Aripiprazole is an antipsychotic - a type of drug used to treat serious mental disorders, such as paranoia. It is also used to treat behavioral problems (e.g. aggression, severe tantrums) in people with Autism Spectrum Disorders (ASD). It has been shown that aripiprazole is well tolerated and improves behavioral disorders in other conditions such as schizophrenia and bipolar disorder. Because aripiprazole is a relatively new drug, it is important to understand both the benefits and side effects of this drug in patients with ASA.


Do children and adults with ASA benefit from treatment with aripiprazole compared to other children and adults with ASA who receive a drug without an active ingredient (placebo)?

Study characteristics

In this review we included three studies that examined the effects of aripiprazole. Two of them were short-term (8 week) studies examining whether aripiprazole improved behavioral disorders in a total of 316 children and adolescents. The third was a longer-term (up to 16 weeks) study in which 85 children and adolescents whose symptoms initially improved with aripiprazole stopped taking the drug to assess whether their behavior problems would recur. All participants were between six and 17 years old. All studies used several behavioral checklists to measure symptoms of ASD.

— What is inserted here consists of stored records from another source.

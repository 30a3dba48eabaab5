//! Overfitting correction for selected strategies.
//!
//! Implements from first principles:
//! - Standard normal CDF (Hart's double-precision rational approximation)
//! - Inverse normal CDF (Acklam's rational approximation, one Halley refinement)
//! - Deflated and probabilistic Sharpe ratios, minimum track record length
//! - Herfindahl concentration of gains
//! - Benjamini-Hochberg false discovery rate control
//!
//! Sharpe ratios here are per-period (not annualized) and `t` is the number
//! of return observations behind them.

use serde::{Deserialize, Serialize};

use edgelab_core::config::{check_unit_open, check_window, ConfigError};
use edgelab_core::domain::series::{mean, population_std};
use edgelab_core::domain::EPSILON;

use crate::metrics::{kurtosis, skew};

/// Euler-Mascheroni constant.
const EULER_GAMMA: f64 = 0.5772156649;

/// Significance level behind the minimum track record length.
const MIN_TRL_ALPHA: f64 = 0.05;

// ─── Normal distribution ────────────────────────────────────────────

/// Standard normal CDF, accurate to double precision.
pub fn phi(x: f64) -> f64 {
    #[allow(clippy::excessive_precision)]
    const NUM: [f64; 7] = [
        3.52624965998911e-02,
        0.700383064443688,
        6.37396220353165,
        33.912866078383,
        112.079291497871,
        221.213596169931,
        220.206867912376,
    ];
    #[allow(clippy::excessive_precision)]
    const DEN: [f64; 8] = [
        8.83883476483184e-02,
        1.75566716318264,
        16.064177579207,
        86.7807322029461,
        296.564248779674,
        637.333633378831,
        793.826512519948,
        440.413735824752,
    ];
    const TAIL_SPLIT: f64 = 7.07106781186547;

    if x.is_nan() {
        return f64::NAN;
    }
    let z = x.abs();
    let tail = if z > 37.0 {
        0.0
    } else {
        let e = (-z * z / 2.0).exp();
        if z < TAIL_SPLIT {
            let n = NUM.iter().fold(0.0, |acc, c| acc * z + c);
            let d = DEN.iter().fold(0.0, |acc, c| acc * z + c);
            e * n / d
        } else {
            let f = z + 1.0 / (z + 2.0 / (z + 3.0 / (z + 4.0 / (z + 0.65))));
            e / f / 2.506628274631
        }
    };
    if x <= 0.0 {
        tail
    } else {
        1.0 - tail
    }
}

/// Inverse standard normal CDF. Returns -inf/+inf at 0/1 and NaN outside [0, 1].
pub fn phi_inv(p: f64) -> f64 {
    #[allow(clippy::excessive_precision)]
    const A: [f64; 6] = [
        -3.969683028665376e+01,
        2.209460984245205e+02,
        -2.759285104469687e+02,
        1.383577518672690e+02,
        -3.066479806614716e+01,
        2.506628277459239e+00,
    ];
    #[allow(clippy::excessive_precision)]
    const B: [f64; 5] = [
        -5.447609879822406e+01,
        1.615858368580409e+02,
        -1.556989798598866e+02,
        6.680131188771972e+01,
        -1.328068155288572e+01,
    ];
    #[allow(clippy::excessive_precision)]
    const C: [f64; 6] = [
        -7.784894002430293e-03,
        -3.223964580411365e-01,
        -2.400758277161838e+00,
        -2.549732539343734e+00,
        4.374664141464968e+00,
        2.938163982698783e+00,
    ];
    #[allow(clippy::excessive_precision)]
    const D: [f64; 4] = [
        7.784695709041462e-03,
        3.224671290700398e-01,
        2.445134137142996e+00,
        3.754408661907416e+00,
    ];
    const P_LOW: f64 = 0.02425;

    if !(0.0..=1.0).contains(&p) {
        return f64::NAN;
    }
    if p == 0.0 {
        return f64::NEG_INFINITY;
    }
    if p == 1.0 {
        return f64::INFINITY;
    }

    let poly = |coeffs: &[f64], x: f64| coeffs.iter().fold(0.0, |acc, c| acc * x + c);
    let lower_tail = |q: f64| poly(&C, q) / (poly(&D, q) * q + 1.0);

    let x = if p < P_LOW {
        lower_tail((-2.0 * p.ln()).sqrt())
    } else if p <= 1.0 - P_LOW {
        let q = p - 0.5;
        let r = q * q;
        poly(&A, r) * q / (poly(&B, r) * r + 1.0)
    } else {
        -lower_tail((-2.0 * (1.0 - p).ln()).sqrt())
    };

    // One Halley step against the exact CDF.
    let e = phi(x) - p;
    let u = e * (2.0 * std::f64::consts::PI).sqrt() * (x * x / 2.0).exp();
    let refined = x - u / (1.0 + x * u / 2.0);
    if refined.is_finite() {
        refined
    } else {
        x
    }
}

// ─── Sharpe ratio statistics ────────────────────────────────────────

/// Standard error of a Sharpe estimate under non-normal returns. The
/// variance is clamped at 0 before the square root.
pub fn sharpe_std_error(sr: f64, skew: f64, kurtosis: f64, t: usize) -> f64 {
    let dof = t.saturating_sub(1).max(1) as f64;
    let variance = (1.0 - skew * sr + (kurtosis - 1.0) / 4.0 * sr * sr) / dof;
    variance.max(0.0).sqrt()
}

/// Expected maximum Sharpe ratio across `n` independent trials of a
/// zero-skill strategy. Zero for a single trial.
pub fn expected_max_sharpe(n: usize, t: usize) -> f64 {
    if n <= 1 {
        return 0.0;
    }
    let n = n as f64;
    let a = (1.0 - EULER_GAMMA) * phi_inv(1.0 - 1.0 / n);
    let b = EULER_GAMMA * phi_inv(1.0 - 1.0 / (n * std::f64::consts::E));
    let dof = t.saturating_sub(1).max(1) as f64;
    (a + b) * (1.0 / dof).sqrt()
}

/// Deflated Sharpe ratio: confidence that `sr` beats the best of `n` lucky trials.
pub fn deflated_sharpe(sr: f64, skew: f64, kurtosis: f64, t: usize, n: usize) -> f64 {
    let hurdle = expected_max_sharpe(n, t);
    let sigma = sharpe_std_error(sr, skew, kurtosis, t);
    phi((sr - hurdle) / sigma.max(EPSILON))
}

/// Probabilistic Sharpe ratio: confidence that `sr` beats `benchmark_sr`.
pub fn probabilistic_sharpe(
    sr: f64,
    benchmark_sr: f64,
    t: usize,
    skew: f64,
    kurtosis: f64,
) -> f64 {
    let sigma = sharpe_std_error(sr, skew, kurtosis, t);
    phi((sr - benchmark_sr) / sigma.max(EPSILON))
}

/// Observations needed before `sr` is distinguishable from zero at 95%
/// confidence, Bonferroni-adjusted for `n` trials.
pub fn min_track_record_length(n: usize, sr: f64, skew: f64, kurtosis: f64) -> f64 {
    let z = phi_inv(1.0 - MIN_TRL_ALPHA / n.max(1) as f64);
    1.0 + (1.0 - skew * sr + (kurtosis - 1.0) / 4.0 * sr * sr) * (z / sr.max(EPSILON)).powi(2)
}

/// PSR, DSR and MinTRL computed from one return series.
#[derive(Debug, Clone, Copy, PartialEq, Serialize, Deserialize)]
pub struct SharpeConfidence {
    /// Per-period Sharpe ratio (population std, eps floor)
    pub sharpe: f64,
    pub psr: f64,
    pub dsr: f64,
    pub min_trl: f64,
}

pub fn sharpe_confidence(returns: &[f64], trials: usize, benchmark_sr: f64) -> SharpeConfidence {
    let t = returns.len();
    let sr = mean(returns) / population_std(returns).max(EPSILON);
    let (sk, ku) = (skew(returns), kurtosis(returns));
    SharpeConfidence {
        sharpe: sr,
        psr: probabilistic_sharpe(sr, benchmark_sr, t, sk, ku),
        dsr: deflated_sharpe(sr, sk, ku, t, trials),
        min_trl: min_track_record_length(trials, sr, sk, ku),
    }
}

// ─── Concentration ──────────────────────────────────────────────────

/// Herfindahl index of the positive returns' shares of total gain.
/// 1.0 means a single bar produced every gain; 0.0 when there are no gains.
pub fn hhi(returns: &[f64]) -> f64 {
    let gains: Vec<f64> = returns.iter().copied().filter(|r| *r > 0.0).collect();
    let total: f64 = gains.iter().sum();
    if total <= 0.0 {
        return 0.0;
    }
    gains.iter().map(|g| (g / total).powi(2)).sum()
}

// ─── Multiple testing ───────────────────────────────────────────────

fn ascending_order(p_values: &[f64]) -> Vec<usize> {
    let mut order: Vec<usize> = (0..p_values.len()).collect();
    order.sort_by(|&a, &b| p_values[a].total_cmp(&p_values[b]));
    order
}

/// Benjamini-Hochberg step-up rejection mask for `m` hypotheses.
///
/// With p-values sorted ascending, find the largest rank k (1-based) with
/// `p_(k) <= alpha * k / m` and reject every hypothesis up to that rank.
/// The mask is in the caller's order.
pub fn benjamini_hochberg(m: usize, alpha: f64, p_values: &[f64]) -> Vec<bool> {
    let mut mask = vec![false; p_values.len()];
    if m == 0 {
        return mask;
    }
    let order = ascending_order(p_values);
    let last_pass = order
        .iter()
        .enumerate()
        .filter(|(rank, &idx)| p_values[idx] <= alpha * (rank + 1) as f64 / m as f64)
        .map(|(rank, _)| rank)
        .last();
    if let Some(k) = last_pass {
        for &idx in &order[..=k] {
            mask[idx] = true;
        }
    }
    mask
}

/// Step-up adjusted p-values, in the caller's order:
/// `adj_(k) = min(p_(k) * m / k, adj_(k+1))`, capped at 1.
pub fn benjamini_hochberg_adjusted(p_values: &[f64]) -> Vec<f64> {
    let m = p_values.len();
    let mut adjusted = vec![0.0; m];
    let order = ascending_order(p_values);
    let mut running = 1.0_f64;
    for (rank, &idx) in order.iter().enumerate().rev() {
        running = running.min(p_values[idx] * m as f64 / (rank + 1) as f64);
        adjusted[idx] = running;
    }
    adjusted
}

// ─── Configuration ──────────────────────────────────────────────────

/// Output of an overfitting correction: a scalar confidence or a reject mask.
#[derive(Debug, Clone, PartialEq, Serialize, Deserialize)]
#[serde(rename_all = "snake_case")]
pub enum OverfitResult {
    Statistic(f64),
    RejectMask(Vec<bool>),
}

impl OverfitResult {
    pub fn statistic(&self) -> Option<f64> {
        match self {
            OverfitResult::Statistic(v) => Some(*v),
            OverfitResult::RejectMask(_) => None,
        }
    }

    pub fn reject_mask(&self) -> Option<&[bool]> {
        match self {
            OverfitResult::RejectMask(mask) => Some(mask),
            OverfitResult::Statistic(_) => None,
        }
    }
}

#[derive(Debug, Clone, PartialEq, Serialize, Deserialize)]
#[serde(default)]
pub struct OverfitConfig {
    /// False discovery rate for Benjamini-Hochberg
    pub alpha: f64,
    /// Number of strategy configurations tried before selection
    pub trials: usize,
}

impl Default for OverfitConfig {
    fn default() -> Self {
        Self {
            alpha: 0.05,
            trials: 1,
        }
    }
}

impl OverfitConfig {
    pub fn validate(&self) -> Result<(), ConfigError> {
        check_unit_open("overfit.alpha", self.alpha)?;
        check_window("overfit.trials", self.trials)?;
        Ok(())
    }

    /// Deflated Sharpe of `returns` against this config's trial count.
    pub fn deflate(&self, returns: &[f64]) -> OverfitResult {
        OverfitResult::Statistic(sharpe_confidence(returns, self.trials, 0.0).dsr)
    }

    /// BH mask over `p_values`, with at least `trials` hypotheses in the family.
    pub fn trial_correct(&self, p_values: &[f64]) -> OverfitResult {
        let m = self.trials.max(p_values.len());
        OverfitResult::RejectMask(benjamini_hochberg(m, self.alpha, p_values))
    }
}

Main results and quality of the evidence

Short-term studies found improvements in irritability, hyperactivity, stereotypy (i.e. repetitive behaviors), and inappropriate speech in children and adolescents with ASA who took aripiprazole compared to placebo. Researchers found no improvement in lethargy / withdrawal (i.e. lack of energy and decreased alertness). White children and adolescents were less likely to have relapse (return to older, problematic behaviors) with aripriprazole. However, this result has not been reported in children and adolescents of other races. The rates of side effects as movement disorders such as tremors, muscle stiffness, and involuntary movements were higher in children and adolescents with aripiprazole in all studies. The results of this review suggest that short-term treatment with Ariprazole may improve irritability, hyperactivity, and repetitive movements in children and adolescents with ASD, although weight gain and neurological side effects (for example, involuntary movements of the face and jaw) may occur. Children and adolescents taking aripripazole should be checked regularly to see improvements in ASA symptoms and side effects. Overall, the quality of the evidence was moderate. An updated version of the Manual for Diagnosing ASD and Other Diseases has been published since these studies were conducted. Further studies evaluating the safety and benefits of long-term use of aripiprazole would be helpful.